Problem description = Beginning with the first line of the data below, extract each line up to and including the one containing "URL is invalid)". Copy them exactly and add nothing.
§ §
//! Template store factory

use std::sync::Arc;

use crate::config::StoreConfig;

use super::backend::TemplateStore;
use super::memory_backend::MemoryTemplateStore;
use super::redis_backend::RedisTemplateStore;

/// Create a template store based on configuration.
///
/// - `"redis"`: a `RedisTemplateStore` (falls back to memory if the URL is invalid)
/// - `"memory"` (default): a `MemoryTemplateStore`, seeded from `seed_path` when set
pub fn create_template_store(config: &StoreConfig) -> Arc<dyn TemplateStore> {
    match config.backend.as_str() {
        "redis" => match RedisTemplateStore::new(&config.redis_url, config.redis_prefix.clone()) {
            Ok(store) => {
                tracing::info!(
                    backend = "redis",
                    prefix = %config.redis_prefix,
                    "Creating Redis template store"
                );
                Arc::new(store)
            }
            Err(e) => {
                tracing::warn!(
                    error = %e,
                    "Redis template store requested but client could not be created, falling back to memory"
                );
                create_memory_store(config)
            }
        },
        _ => create_memory_store(config),
    }
}

fn create_memory_store(config: &StoreConfig) -> Arc<dyn TemplateStore> {
    let Some(path) = &config.seed_path else {
        tracing::info!(backend = "memory", "Creating empty memory template store");
        return Arc::new(MemoryTemplateStore::new());
    };

    match MemoryTemplateStore::from_seed_file(path) {
        Ok(store) => {
            tracing::info!(
                backend = "memory",
                seed = %path,
                placements = store.placement_count(),
                "Creating seeded memory template store"
            );
            Arc::new(store)
        }
        Err(e) => {
            tracing::error!(error = %e, seed = %path, "Failed to load seed, starting with empty store");
            Arc::new(MemoryTemplateStore::new())
        }
    }
}
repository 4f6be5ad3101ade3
mod app;
mod state;

pub use app::create_app;
pub use state::AppState;
//! Placement and template storage.
//!
//! The rendering engine reads placements and templates through the
//! [`TemplateStore`] trait. Two backends are provided:
//! - `memory`: `DashMap`-backed, optionally seeded from a JSON file
//! - `redis`: JSON documents stored in Redis strings and hashes

mod backend;
mod factory;
mod memory_backend;
mod redis_backend;

pub use backend::{StoreError, TemplateStore};
pub use factory::create_template_store;
pub use memory_backend::MemoryTemplateStore;
pub use redis_backend::RedisTemplateStore;
//! API layer - HTTP endpoint handlers.

mod health;
mod metrics;
mod notifications;
mod routes;

pub use health::{health, HealthResponse};
pub use metrics::prometheus_metrics;
pub use notifications::{generate_notification, generate_notification_safe};
pub use routes::api_routes;
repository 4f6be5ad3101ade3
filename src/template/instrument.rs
//! Timing and outcome logging around a [`NotificationGenerator`].

use std::time::{Duration, Instant};

use async_trait::async_trait;

use crate::metrics::GenerateMetrics;

use super::assembler::NotificationGenerator;
use super::types::{GenerateRequest, GenerateResult, RenderedNotification};

/// Wraps a generator with debug/slow-call logging and Prometheus metrics.
pub struct Instrumented<G> {
    inner: G,
    slow_threshold: Duration,
}

impl<G: NotificationGenerator> Instrumented<G> {
    pub fn new(inner: G, slow_threshold: Duration) -> Self {
        Self {
            inner,
            slow_threshold,
        }
    }

    pub fn inner(&self) -> &G {
        &self.inner
    }
}

#[async_trait]
impl<G: NotificationGenerator> NotificationGenerator for Instrumented<G> {
    async fn generate(&self, request: &GenerateRequest) -> GenerateResult<RenderedNotification> {
        tracing::debug!(placement_id = %request.placement_id, "Generating notification");
        let start = Instant::now();

        let result = self.inner.generate(request).await;

        let elapsed = start.elapsed();
        let elapsed_ms = (elapsed.as_secs_f64() * 100_000.0).round() / 100.0;
        GenerateMetrics::observe_duration(elapsed);

        match &result {
            Ok(rendered) => {
                if rendered.template_used {
                    GenerateMetrics::record_template();
                } else {
                    GenerateMetrics::record_fallback();
                }
                tracing::debug!(
                    placement_id = %request.placement_id,
                    elapsed_ms,
                    template_used = rendered.template_used,
                    template_name = rendered.template_name.as_deref().unwrap_or("-"),
                    "Notification generated"
                );
            }
            Err(e) => {
                GenerateMetrics::record_error();
                tracing::error!(
                    placement_id = %request.placement_id,
                    elapsed_ms,
                    error = %e,
                    "Notification generation failed"
                );
            }
        }

        if elapsed > self.slow_threshold {
            tracing::warn!(
                placement_id = %request.placement_id,
                elapsed_ms,
                threshold_ms = self.slow_threshold.as_millis() as u64,
                "Slow notification generation"
            );
        }

        result
    }
}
§ §
Answer section =
//! Template store factory

use std::sync::Arc;

use crate::config::StoreConfig;

use super::backend::TemplateStore;
use super::memory_backend::MemoryTemplateStore;
use super::redis_backend::RedisTemplateStore;

/// Create a template store based on configuration.
///
/// - `"redis"`: a `RedisTemplateStore` (falls back to memory if the URL is invalid)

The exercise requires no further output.